> [Task item]
Count all lines holding "since" in the data below and say the number, nothing more.

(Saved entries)

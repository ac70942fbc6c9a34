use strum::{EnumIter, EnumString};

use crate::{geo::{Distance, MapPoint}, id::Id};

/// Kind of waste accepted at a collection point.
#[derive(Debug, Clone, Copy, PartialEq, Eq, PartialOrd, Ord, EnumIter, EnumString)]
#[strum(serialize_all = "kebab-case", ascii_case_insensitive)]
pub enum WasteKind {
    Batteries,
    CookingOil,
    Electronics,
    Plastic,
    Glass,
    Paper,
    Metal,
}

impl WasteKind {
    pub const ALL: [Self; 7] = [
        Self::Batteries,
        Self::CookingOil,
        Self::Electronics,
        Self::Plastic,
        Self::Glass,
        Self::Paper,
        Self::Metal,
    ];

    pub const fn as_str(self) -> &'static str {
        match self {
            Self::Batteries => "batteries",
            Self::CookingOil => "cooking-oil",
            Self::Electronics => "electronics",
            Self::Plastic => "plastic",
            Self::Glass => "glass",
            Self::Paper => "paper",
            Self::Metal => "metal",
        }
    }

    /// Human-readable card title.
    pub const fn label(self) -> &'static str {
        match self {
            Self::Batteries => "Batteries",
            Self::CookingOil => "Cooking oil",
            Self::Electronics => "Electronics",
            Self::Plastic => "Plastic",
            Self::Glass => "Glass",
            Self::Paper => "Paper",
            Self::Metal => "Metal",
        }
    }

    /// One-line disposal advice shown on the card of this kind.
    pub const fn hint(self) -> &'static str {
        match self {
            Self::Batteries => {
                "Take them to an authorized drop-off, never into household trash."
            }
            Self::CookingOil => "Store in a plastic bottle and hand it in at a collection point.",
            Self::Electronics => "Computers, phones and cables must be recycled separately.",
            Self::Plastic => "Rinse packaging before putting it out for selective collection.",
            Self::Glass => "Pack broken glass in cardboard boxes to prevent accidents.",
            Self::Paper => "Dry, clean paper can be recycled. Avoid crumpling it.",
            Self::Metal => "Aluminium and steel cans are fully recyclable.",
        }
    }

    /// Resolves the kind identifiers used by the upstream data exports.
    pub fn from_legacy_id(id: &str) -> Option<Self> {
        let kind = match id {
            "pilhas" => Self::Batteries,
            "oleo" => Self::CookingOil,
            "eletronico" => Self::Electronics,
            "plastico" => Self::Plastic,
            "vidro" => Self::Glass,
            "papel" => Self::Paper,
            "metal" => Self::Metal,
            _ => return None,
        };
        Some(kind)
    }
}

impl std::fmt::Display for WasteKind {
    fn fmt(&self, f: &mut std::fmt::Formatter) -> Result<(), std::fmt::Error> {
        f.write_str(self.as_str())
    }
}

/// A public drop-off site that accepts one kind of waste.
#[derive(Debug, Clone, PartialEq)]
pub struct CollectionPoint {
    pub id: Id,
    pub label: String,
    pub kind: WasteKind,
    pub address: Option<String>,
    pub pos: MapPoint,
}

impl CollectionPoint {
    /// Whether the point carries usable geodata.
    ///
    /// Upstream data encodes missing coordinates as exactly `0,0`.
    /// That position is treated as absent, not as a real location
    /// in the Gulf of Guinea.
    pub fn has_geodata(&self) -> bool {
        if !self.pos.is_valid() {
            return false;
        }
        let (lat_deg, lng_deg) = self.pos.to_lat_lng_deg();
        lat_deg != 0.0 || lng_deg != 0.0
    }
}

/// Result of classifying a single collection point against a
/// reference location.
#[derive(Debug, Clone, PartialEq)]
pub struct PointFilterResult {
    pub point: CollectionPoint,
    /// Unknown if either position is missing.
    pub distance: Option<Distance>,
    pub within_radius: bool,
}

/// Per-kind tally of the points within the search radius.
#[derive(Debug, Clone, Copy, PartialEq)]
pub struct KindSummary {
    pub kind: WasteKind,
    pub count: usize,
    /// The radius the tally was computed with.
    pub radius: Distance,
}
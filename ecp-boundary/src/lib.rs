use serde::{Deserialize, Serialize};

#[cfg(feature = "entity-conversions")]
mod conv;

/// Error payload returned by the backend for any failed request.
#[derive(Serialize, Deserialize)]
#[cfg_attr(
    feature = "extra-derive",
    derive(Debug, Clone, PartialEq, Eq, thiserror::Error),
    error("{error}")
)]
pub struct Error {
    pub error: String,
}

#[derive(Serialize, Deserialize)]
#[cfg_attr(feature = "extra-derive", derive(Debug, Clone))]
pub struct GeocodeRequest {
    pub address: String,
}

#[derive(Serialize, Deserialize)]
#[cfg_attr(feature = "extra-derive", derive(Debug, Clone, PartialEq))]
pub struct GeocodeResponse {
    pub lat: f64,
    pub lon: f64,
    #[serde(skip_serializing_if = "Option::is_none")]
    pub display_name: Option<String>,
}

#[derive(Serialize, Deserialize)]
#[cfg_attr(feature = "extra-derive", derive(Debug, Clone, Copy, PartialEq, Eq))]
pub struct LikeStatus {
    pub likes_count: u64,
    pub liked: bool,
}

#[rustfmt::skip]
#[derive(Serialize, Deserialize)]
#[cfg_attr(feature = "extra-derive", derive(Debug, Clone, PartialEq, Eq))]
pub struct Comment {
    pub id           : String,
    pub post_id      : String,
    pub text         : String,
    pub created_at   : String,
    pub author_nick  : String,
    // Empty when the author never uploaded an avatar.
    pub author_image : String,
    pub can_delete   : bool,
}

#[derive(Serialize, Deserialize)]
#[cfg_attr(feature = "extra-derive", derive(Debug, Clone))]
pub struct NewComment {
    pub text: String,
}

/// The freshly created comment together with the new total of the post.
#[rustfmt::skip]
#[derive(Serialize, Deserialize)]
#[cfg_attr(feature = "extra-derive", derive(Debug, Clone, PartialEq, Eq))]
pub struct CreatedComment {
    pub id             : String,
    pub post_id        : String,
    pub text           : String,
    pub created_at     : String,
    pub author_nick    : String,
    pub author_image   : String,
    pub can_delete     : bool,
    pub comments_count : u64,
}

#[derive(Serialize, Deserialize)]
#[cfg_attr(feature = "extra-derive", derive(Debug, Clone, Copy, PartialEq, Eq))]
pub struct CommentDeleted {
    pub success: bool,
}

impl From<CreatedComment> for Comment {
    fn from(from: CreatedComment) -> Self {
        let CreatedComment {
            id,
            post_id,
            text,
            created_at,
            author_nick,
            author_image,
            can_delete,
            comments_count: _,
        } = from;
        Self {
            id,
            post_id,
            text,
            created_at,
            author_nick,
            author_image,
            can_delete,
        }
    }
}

---

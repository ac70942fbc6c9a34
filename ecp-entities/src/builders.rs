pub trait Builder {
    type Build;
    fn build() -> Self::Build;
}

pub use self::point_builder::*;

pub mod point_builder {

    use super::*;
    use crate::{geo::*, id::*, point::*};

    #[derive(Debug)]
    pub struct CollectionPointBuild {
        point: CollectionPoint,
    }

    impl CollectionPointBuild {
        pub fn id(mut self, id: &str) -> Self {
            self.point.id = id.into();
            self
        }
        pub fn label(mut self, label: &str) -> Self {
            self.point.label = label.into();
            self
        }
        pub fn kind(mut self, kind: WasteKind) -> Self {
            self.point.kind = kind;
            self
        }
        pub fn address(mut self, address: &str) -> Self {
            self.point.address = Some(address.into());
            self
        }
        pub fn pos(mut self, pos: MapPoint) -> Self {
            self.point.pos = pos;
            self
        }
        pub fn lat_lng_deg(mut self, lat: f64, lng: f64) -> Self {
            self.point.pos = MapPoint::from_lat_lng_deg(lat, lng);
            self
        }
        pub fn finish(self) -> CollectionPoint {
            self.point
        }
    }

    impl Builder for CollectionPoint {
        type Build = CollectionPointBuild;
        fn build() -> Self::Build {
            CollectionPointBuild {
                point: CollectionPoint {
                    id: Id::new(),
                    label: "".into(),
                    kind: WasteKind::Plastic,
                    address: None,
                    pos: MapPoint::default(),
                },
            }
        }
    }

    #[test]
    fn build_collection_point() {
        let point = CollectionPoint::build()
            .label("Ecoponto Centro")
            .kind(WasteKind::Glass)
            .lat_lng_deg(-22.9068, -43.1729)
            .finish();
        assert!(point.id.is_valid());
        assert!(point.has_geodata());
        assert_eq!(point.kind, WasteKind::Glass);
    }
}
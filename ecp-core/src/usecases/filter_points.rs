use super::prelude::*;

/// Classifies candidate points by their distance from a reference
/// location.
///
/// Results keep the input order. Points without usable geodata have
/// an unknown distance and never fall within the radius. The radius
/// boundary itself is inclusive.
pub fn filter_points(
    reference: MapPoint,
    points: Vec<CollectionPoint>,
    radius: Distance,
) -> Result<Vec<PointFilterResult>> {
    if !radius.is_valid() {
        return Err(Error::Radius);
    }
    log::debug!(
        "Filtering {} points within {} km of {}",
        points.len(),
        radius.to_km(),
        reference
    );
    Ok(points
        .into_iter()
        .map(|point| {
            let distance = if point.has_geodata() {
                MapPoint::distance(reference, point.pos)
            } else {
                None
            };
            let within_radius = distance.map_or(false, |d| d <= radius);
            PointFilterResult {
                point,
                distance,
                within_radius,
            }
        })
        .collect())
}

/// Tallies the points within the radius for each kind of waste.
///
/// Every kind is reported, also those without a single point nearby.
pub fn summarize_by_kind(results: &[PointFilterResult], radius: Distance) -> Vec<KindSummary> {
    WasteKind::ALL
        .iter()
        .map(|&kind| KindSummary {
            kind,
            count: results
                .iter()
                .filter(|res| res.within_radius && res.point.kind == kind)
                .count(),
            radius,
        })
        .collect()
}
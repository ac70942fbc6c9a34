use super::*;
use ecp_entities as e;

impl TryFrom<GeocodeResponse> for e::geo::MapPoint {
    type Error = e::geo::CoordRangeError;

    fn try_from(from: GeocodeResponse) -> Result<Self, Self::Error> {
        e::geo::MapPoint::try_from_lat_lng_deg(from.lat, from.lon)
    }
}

==

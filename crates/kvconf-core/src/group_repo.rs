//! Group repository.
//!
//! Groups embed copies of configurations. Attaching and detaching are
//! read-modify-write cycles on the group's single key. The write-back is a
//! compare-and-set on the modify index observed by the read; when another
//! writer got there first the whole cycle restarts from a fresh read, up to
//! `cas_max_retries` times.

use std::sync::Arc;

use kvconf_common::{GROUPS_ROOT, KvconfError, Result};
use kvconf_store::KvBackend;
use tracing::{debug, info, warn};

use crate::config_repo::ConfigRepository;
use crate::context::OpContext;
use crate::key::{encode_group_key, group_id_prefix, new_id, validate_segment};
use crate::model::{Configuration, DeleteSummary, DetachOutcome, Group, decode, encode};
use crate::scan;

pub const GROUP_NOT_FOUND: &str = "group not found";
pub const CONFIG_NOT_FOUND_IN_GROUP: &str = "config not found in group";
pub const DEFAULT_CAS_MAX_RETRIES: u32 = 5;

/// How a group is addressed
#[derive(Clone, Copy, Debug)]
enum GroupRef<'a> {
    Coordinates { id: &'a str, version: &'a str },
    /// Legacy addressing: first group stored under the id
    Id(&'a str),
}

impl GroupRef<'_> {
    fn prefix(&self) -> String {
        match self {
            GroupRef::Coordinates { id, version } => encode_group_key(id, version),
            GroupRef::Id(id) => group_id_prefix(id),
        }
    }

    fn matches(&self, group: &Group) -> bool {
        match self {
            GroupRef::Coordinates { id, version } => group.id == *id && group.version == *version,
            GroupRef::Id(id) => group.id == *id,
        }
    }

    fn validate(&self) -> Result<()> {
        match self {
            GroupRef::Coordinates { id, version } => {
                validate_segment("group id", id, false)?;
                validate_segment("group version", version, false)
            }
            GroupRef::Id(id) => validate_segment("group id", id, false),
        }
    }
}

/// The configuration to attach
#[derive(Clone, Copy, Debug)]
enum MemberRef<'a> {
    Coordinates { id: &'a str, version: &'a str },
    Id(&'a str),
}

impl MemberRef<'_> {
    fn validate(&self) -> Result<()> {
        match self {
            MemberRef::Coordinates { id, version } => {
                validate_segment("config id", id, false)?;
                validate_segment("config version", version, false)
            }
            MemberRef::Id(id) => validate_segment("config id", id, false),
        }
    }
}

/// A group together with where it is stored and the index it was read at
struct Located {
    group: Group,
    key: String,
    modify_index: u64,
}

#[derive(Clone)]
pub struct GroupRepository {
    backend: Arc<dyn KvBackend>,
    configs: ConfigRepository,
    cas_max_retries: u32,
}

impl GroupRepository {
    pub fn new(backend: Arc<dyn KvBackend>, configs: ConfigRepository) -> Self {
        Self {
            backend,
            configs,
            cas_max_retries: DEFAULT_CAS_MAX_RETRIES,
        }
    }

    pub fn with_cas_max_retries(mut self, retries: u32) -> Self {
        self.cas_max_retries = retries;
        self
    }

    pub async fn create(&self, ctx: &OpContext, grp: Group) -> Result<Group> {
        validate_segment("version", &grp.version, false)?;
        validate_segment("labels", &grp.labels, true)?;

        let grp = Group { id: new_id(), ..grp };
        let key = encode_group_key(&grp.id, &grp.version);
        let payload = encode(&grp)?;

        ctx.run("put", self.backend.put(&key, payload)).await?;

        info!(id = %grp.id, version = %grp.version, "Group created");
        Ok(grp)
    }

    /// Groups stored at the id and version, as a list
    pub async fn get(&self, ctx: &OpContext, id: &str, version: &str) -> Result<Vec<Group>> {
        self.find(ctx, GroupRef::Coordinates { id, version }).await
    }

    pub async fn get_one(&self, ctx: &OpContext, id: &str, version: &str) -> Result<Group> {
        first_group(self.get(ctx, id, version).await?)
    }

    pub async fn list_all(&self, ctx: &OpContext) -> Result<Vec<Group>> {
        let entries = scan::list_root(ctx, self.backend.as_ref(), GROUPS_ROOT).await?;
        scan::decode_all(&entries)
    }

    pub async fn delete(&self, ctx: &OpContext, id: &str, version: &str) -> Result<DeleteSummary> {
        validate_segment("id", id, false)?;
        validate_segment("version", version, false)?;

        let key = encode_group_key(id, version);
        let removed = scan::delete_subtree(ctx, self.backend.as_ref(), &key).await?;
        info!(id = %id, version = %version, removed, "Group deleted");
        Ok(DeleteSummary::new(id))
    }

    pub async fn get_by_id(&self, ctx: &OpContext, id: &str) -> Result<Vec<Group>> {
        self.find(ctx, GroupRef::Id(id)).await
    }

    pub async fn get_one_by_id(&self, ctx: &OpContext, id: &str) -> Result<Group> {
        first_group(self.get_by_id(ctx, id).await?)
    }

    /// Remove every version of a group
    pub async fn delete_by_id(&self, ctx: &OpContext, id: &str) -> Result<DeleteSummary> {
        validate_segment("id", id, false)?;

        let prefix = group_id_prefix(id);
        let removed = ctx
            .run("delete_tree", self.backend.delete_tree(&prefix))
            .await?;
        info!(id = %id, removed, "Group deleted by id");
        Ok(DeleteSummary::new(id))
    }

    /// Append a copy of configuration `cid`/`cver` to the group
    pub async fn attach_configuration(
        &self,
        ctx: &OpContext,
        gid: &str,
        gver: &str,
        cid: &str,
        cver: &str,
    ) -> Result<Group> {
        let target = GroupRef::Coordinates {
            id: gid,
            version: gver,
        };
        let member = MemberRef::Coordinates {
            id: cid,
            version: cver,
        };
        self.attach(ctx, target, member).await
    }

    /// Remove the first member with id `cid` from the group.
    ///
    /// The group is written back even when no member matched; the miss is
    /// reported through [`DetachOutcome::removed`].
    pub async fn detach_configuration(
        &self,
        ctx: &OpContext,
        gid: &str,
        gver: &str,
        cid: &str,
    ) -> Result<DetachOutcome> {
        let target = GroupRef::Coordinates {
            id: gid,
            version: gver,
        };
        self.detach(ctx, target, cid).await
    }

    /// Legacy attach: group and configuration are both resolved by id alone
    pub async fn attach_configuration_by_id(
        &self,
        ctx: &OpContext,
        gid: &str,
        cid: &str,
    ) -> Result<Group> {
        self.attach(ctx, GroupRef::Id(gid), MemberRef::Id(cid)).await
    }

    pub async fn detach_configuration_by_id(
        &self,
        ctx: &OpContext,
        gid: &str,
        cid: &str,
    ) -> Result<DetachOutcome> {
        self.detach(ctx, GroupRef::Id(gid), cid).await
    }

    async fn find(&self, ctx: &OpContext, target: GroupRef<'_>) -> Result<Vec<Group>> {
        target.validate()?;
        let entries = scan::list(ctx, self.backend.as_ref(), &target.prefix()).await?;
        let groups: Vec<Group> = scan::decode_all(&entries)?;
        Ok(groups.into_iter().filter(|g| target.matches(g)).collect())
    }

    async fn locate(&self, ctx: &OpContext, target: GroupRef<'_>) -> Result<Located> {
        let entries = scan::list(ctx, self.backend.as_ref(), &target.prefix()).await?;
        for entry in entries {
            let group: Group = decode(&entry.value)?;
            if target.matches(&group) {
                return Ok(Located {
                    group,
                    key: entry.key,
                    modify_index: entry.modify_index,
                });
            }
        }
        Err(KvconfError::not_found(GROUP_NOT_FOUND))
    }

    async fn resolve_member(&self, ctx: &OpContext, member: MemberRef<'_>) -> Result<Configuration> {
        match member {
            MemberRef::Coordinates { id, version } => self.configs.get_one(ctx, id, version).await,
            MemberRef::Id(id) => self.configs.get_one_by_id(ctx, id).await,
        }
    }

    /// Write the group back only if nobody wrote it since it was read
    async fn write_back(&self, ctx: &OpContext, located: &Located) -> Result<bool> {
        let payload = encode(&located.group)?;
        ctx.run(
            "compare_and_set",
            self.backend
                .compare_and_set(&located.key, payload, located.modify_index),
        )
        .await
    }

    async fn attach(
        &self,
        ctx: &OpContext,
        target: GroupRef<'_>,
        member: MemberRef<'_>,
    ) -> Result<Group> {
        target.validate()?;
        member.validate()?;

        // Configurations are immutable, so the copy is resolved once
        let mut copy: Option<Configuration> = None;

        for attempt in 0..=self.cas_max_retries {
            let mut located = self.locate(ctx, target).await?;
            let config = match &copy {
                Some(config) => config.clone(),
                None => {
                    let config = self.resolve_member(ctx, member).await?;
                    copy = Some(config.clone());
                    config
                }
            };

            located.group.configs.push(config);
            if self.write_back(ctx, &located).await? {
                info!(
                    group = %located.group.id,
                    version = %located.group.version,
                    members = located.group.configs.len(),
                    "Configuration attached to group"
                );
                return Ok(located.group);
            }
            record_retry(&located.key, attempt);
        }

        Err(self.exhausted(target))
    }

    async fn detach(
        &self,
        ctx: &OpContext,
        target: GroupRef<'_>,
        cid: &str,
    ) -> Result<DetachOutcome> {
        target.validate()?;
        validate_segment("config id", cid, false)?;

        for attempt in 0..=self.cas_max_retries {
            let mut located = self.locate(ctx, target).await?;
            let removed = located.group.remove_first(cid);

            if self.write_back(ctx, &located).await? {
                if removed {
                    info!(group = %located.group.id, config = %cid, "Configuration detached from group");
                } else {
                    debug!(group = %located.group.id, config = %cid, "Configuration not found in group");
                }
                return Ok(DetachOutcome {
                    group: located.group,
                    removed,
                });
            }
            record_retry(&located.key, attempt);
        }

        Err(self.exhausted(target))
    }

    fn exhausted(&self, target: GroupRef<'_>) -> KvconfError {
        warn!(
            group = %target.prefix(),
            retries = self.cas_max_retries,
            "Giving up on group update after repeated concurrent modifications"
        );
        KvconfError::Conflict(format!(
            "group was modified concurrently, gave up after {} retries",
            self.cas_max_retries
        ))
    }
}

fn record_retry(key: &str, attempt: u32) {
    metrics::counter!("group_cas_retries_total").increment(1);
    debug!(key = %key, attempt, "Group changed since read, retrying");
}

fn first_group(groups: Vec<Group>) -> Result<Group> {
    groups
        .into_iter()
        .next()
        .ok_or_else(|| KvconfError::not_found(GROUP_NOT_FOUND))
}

> [Answer box]
2